╭─ Supplied information
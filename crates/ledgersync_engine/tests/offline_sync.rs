//! End-to-end offline-first flows: capture while offline, reconnect, and
//! drain through the full engine pipeline against a scripted remote.

use ledgersync_engine::{
    FixedConnectivity, MockRemote, RemoteAck, RemoteApplier, RemoteError, RemoteResult,
    SyncConfig, SyncEngine, TableRegistry,
};
use ledgersync_outbox::OutboxQueue;
use ledgersync_records::{Record, RecordService, SyncStatus, Transaction, TransactionKind};
use ledgersync_store::{InMemoryStore, ManualClock};
use std::sync::Arc;

struct Harness {
    outbox: Arc<OutboxQueue<InMemoryStore>>,
    service: Arc<RecordService<Transaction, InMemoryStore>>,
    remote: Arc<MockRemote>,
    connectivity: Arc<FixedConnectivity>,
    engine: SyncEngine<InMemoryStore>,
}

fn harness(online: bool) -> Harness {
    let store = Arc::new(InMemoryStore::new());
    let clock = Arc::new(ManualClock::at(1_700_000_000_000));
    let outbox = Arc::new(OutboxQueue::new(store.clone(), clock.clone()));
    let service = Arc::new(RecordService::<Transaction, _>::new(
        store,
        outbox.clone(),
        clock.clone(),
    ));
    let remote = Arc::new(MockRemote::new());
    let connectivity = Arc::new(FixedConnectivity::new(online));

    let registry = Arc::new(TableRegistry::new());
    registry.register(Transaction::TABLE, remote.clone(), service.clone());

    let engine = SyncEngine::new(
        SyncConfig::default(),
        outbox.clone(),
        registry,
        connectivity.clone(),
        clock,
    );
    Harness {
        outbox,
        service,
        remote,
        connectivity,
        engine,
    }
}

fn sale(amount_cents: i64) -> Transaction {
    Transaction::new(TransactionKind::Sale, amount_cents, "Acme Grocers")
}

#[test]
fn capture_offline_then_sync_on_reconnect() {
    let h = harness(false);
    let tx = h.service.create(sale(1_200)).unwrap();
    let id = tx.meta.offline_id.clone();

    // Offline: the write succeeded locally, sync is refused up front.
    let report = h.engine.start_sync();
    assert_eq!(report.error.as_deref(), Some("network offline"));
    assert_eq!(report.total_processed, 0);
    assert_eq!(h.remote.call_count(), 0);

    h.connectivity.set_online(true);
    let report = h.engine.start_sync();
    assert_eq!(report.error, None);
    assert_eq!(report.successful, 1);
    assert_eq!(report.total_processed, 1);

    let stored = h.service.get(&id).unwrap().unwrap();
    assert_eq!(stored.meta.sync_status, SyncStatus::Synced);
    assert_eq!(stored.meta.server_id.as_deref(), Some("srv-1"));
    assert!(h.outbox.pending(10).unwrap().is_empty());
}

#[test]
fn mutations_apply_in_creation_order() {
    let h = harness(true);
    let tx = h.service.create(sale(1_000)).unwrap();
    let id = tx.meta.offline_id.clone();
    h.service
        .update(&id, |tx| tx.amount_cents = 1_100)
        .unwrap();
    h.service
        .update(&id, |tx| tx.amount_cents = 1_150)
        .unwrap();

    let report = h.engine.start_sync();
    assert_eq!(report.successful, 3);

    let calls = h.remote.calls();
    let methods: Vec<&str> = calls.iter().map(|(m, _)| m.as_str()).collect();
    assert_eq!(methods, vec!["create", "update", "update"]);

    // The last snapshot carries the final state of the record.
    let last = &calls[2].1;
    assert_eq!(last["amount_cents"], 1_150);
    assert_eq!(last["version"], 3);
}

#[test]
fn version_conflict_surfaces_without_marking_synced() {
    let h = harness(true);
    let tx = h.service.create(sale(2_500)).unwrap();
    let id = tx.meta.offline_id.clone();

    h.remote.push_outcome(Err(RemoteError::Conflict {
        record_id: id.clone(),
        remote_version: Some(4),
    }));

    let report = h.engine.start_sync();
    assert_eq!(report.conflicts, 1);
    assert_eq!(report.successful, 0);

    // Local data is preserved, flagged for manual resolution, and the
    // operation is never retried.
    let stored = h.service.get(&id).unwrap().unwrap();
    assert_eq!(stored.meta.sync_status, SyncStatus::Conflict);
    assert_eq!(stored.amount_cents, 2_500);
    assert!(stored.meta.server_id.is_none());
    assert!(h.outbox.pending(10).unwrap().is_empty());

    let report = h.engine.start_sync();
    assert_eq!(report.total_processed, 0);
}

#[test]
fn conflict_resolution_disabled_degrades_to_permanent_failure() {
    let store = Arc::new(InMemoryStore::new());
    let clock = Arc::new(ManualClock::at(0));
    let outbox = Arc::new(OutboxQueue::new(store.clone(), clock.clone()));
    let service = Arc::new(RecordService::<Transaction, _>::new(
        store,
        outbox.clone(),
        clock.clone(),
    ));
    let remote = Arc::new(MockRemote::new());
    let registry = Arc::new(TableRegistry::new());
    registry.register(Transaction::TABLE, remote.clone(), service.clone());
    let engine = SyncEngine::new(
        SyncConfig::default().with_conflict_resolution(false),
        outbox,
        registry,
        Arc::new(FixedConnectivity::new(true)),
        clock,
    );

    let tx = service.create(sale(900)).unwrap();
    let id = tx.meta.offline_id.clone();
    remote.push_outcome(Err(RemoteError::Conflict {
        record_id: id.clone(),
        remote_version: None,
    }));

    let report = engine.start_sync();
    assert_eq!(report.conflicts, 0);
    assert_eq!(report.failed, 1);
    assert_eq!(
        service.get(&id).unwrap().unwrap().meta.sync_status,
        SyncStatus::Error
    );
}

#[test]
fn retry_budget_exhaustion_marks_record_errored() {
    let h = harness(true);
    let tx = h.service.create(sale(800)).unwrap();
    let id = tx.meta.offline_id.clone();

    h.remote
        .push_failures(RemoteError::transport_retryable("connection reset"), 3);

    // One run drains the queue to empty, so all three attempts happen here.
    let report = h.engine.start_sync();
    assert_eq!(report.failed, 3);
    assert_eq!(report.successful, 0);
    assert_eq!(h.remote.call_count(), 3);

    let stored = h.service.get(&id).unwrap().unwrap();
    assert_eq!(stored.meta.sync_status, SyncStatus::Error);
    assert_eq!(
        stored.meta.error_message.as_deref(),
        Some("transport error: connection reset")
    );
    assert!(h.outbox.pending(10).unwrap().is_empty());
}

#[test]
fn transient_failure_recovers_within_the_run() {
    let h = harness(true);
    let tx = h.service.create(sale(800)).unwrap();
    let id = tx.meta.offline_id.clone();

    h.remote.push_outcome(Err(RemoteError::Timeout));

    let report = h.engine.start_sync();
    assert_eq!(report.failed, 1);
    assert_eq!(report.successful, 1);
    assert_eq!(h.remote.call_count(), 2);
    assert_eq!(
        h.service.get(&id).unwrap().unwrap().meta.sync_status,
        SyncStatus::Synced
    );
}

#[test]
fn rejection_is_permanent_after_one_attempt() {
    let h = harness(true);
    let tx = h.service.create(sale(600)).unwrap();
    let id = tx.meta.offline_id.clone();

    h.remote
        .push_outcome(Err(RemoteError::Rejected("currency not supported".into())));

    let report = h.engine.start_sync();
    assert_eq!(report.failed, 1);
    assert_eq!(h.remote.call_count(), 1);

    let stored = h.service.get(&id).unwrap().unwrap();
    assert_eq!(stored.meta.sync_status, SyncStatus::Error);
    assert_eq!(h.outbox.stats().unwrap().failed, 1);
}

#[test]
fn high_value_entries_sync_first() {
    let h = harness(true);
    // The small sale is captured first; the high-value one still wins.
    let small = h.service.create(sale(500)).unwrap();
    let large = h.service.create(sale(250_000)).unwrap();

    let report = h.engine.start_sync();
    assert_eq!(report.successful, 2);

    let calls = h.remote.calls();
    assert_eq!(calls[0].1["offline_id"], large.meta.offline_id.as_str());
    assert_eq!(calls[1].1["offline_id"], small.meta.offline_id.as_str());
}

#[test]
fn tombstone_delete_reaches_remote() {
    let h = harness(true);
    let tx = h.service.create(sale(400)).unwrap();
    let id = tx.meta.offline_id.clone();
    assert!(h.service.delete(&id).unwrap());

    let report = h.engine.start_sync();
    assert_eq!(report.successful, 2);

    let calls = h.remote.calls();
    assert_eq!(calls[1].0, "delete");
    assert_eq!(calls[1].1["deleted"], true);
}

#[test]
fn concurrent_start_is_rejected() {
    use std::sync::Barrier;

    struct BlockingRemote {
        gate: Arc<Barrier>,
    }

    impl RemoteApplier for BlockingRemote {
        fn apply_create(
            &self,
            _: &serde_json::Value,
            _: std::time::Duration,
        ) -> RemoteResult<RemoteAck> {
            self.gate.wait();
            Ok(RemoteAck::with_server_id("srv-blocked"))
        }
        fn apply_update(&self, _: &serde_json::Value, _: std::time::Duration) -> RemoteResult<()> {
            Ok(())
        }
        fn apply_delete(&self, _: &serde_json::Value, _: std::time::Duration) -> RemoteResult<()> {
            Ok(())
        }
    }

    let store = Arc::new(InMemoryStore::new());
    let clock = Arc::new(ManualClock::at(0));
    let outbox = Arc::new(OutboxQueue::new(store.clone(), clock.clone()));
    let service = Arc::new(RecordService::<Transaction, _>::new(
        store,
        outbox.clone(),
        clock.clone(),
    ));
    service.create(sale(700)).unwrap();

    let gate = Arc::new(Barrier::new(2));
    let registry = Arc::new(TableRegistry::new());
    registry.register(
        Transaction::TABLE,
        Arc::new(BlockingRemote { gate: gate.clone() }),
        service,
    );
    let engine = Arc::new(SyncEngine::new(
        SyncConfig::default(),
        outbox,
        registry,
        Arc::new(FixedConnectivity::new(true)),
        clock,
    ));

    let first = {
        let engine = engine.clone();
        std::thread::spawn(move || engine.start_sync())
    };

    // Wait for the first run to claim the engine, then race a second one.
    while !engine.status().is_running {
        std::thread::yield_now();
    }
    let second = engine.start_sync();
    assert_eq!(second.error.as_deref(), Some("sync already running"));
    assert_eq!(second.total_processed, 0);

    gate.wait();
    let first = first.join().unwrap();
    assert_eq!(first.error, None);
    assert_eq!(first.successful, 1);
}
╰─
§ Exercise:
Of the lines in the data, report each one containing the string "ManualClock".

§ Your solution:
use ledgersync_store::{InMemoryStore, ManualClock};
    let clock = Arc::new(ManualClock::at(1_700_000_000_000));
    let clock = Arc::new(ManualClock::at(0));
    let clock = Arc::new(ManualClock::at(0));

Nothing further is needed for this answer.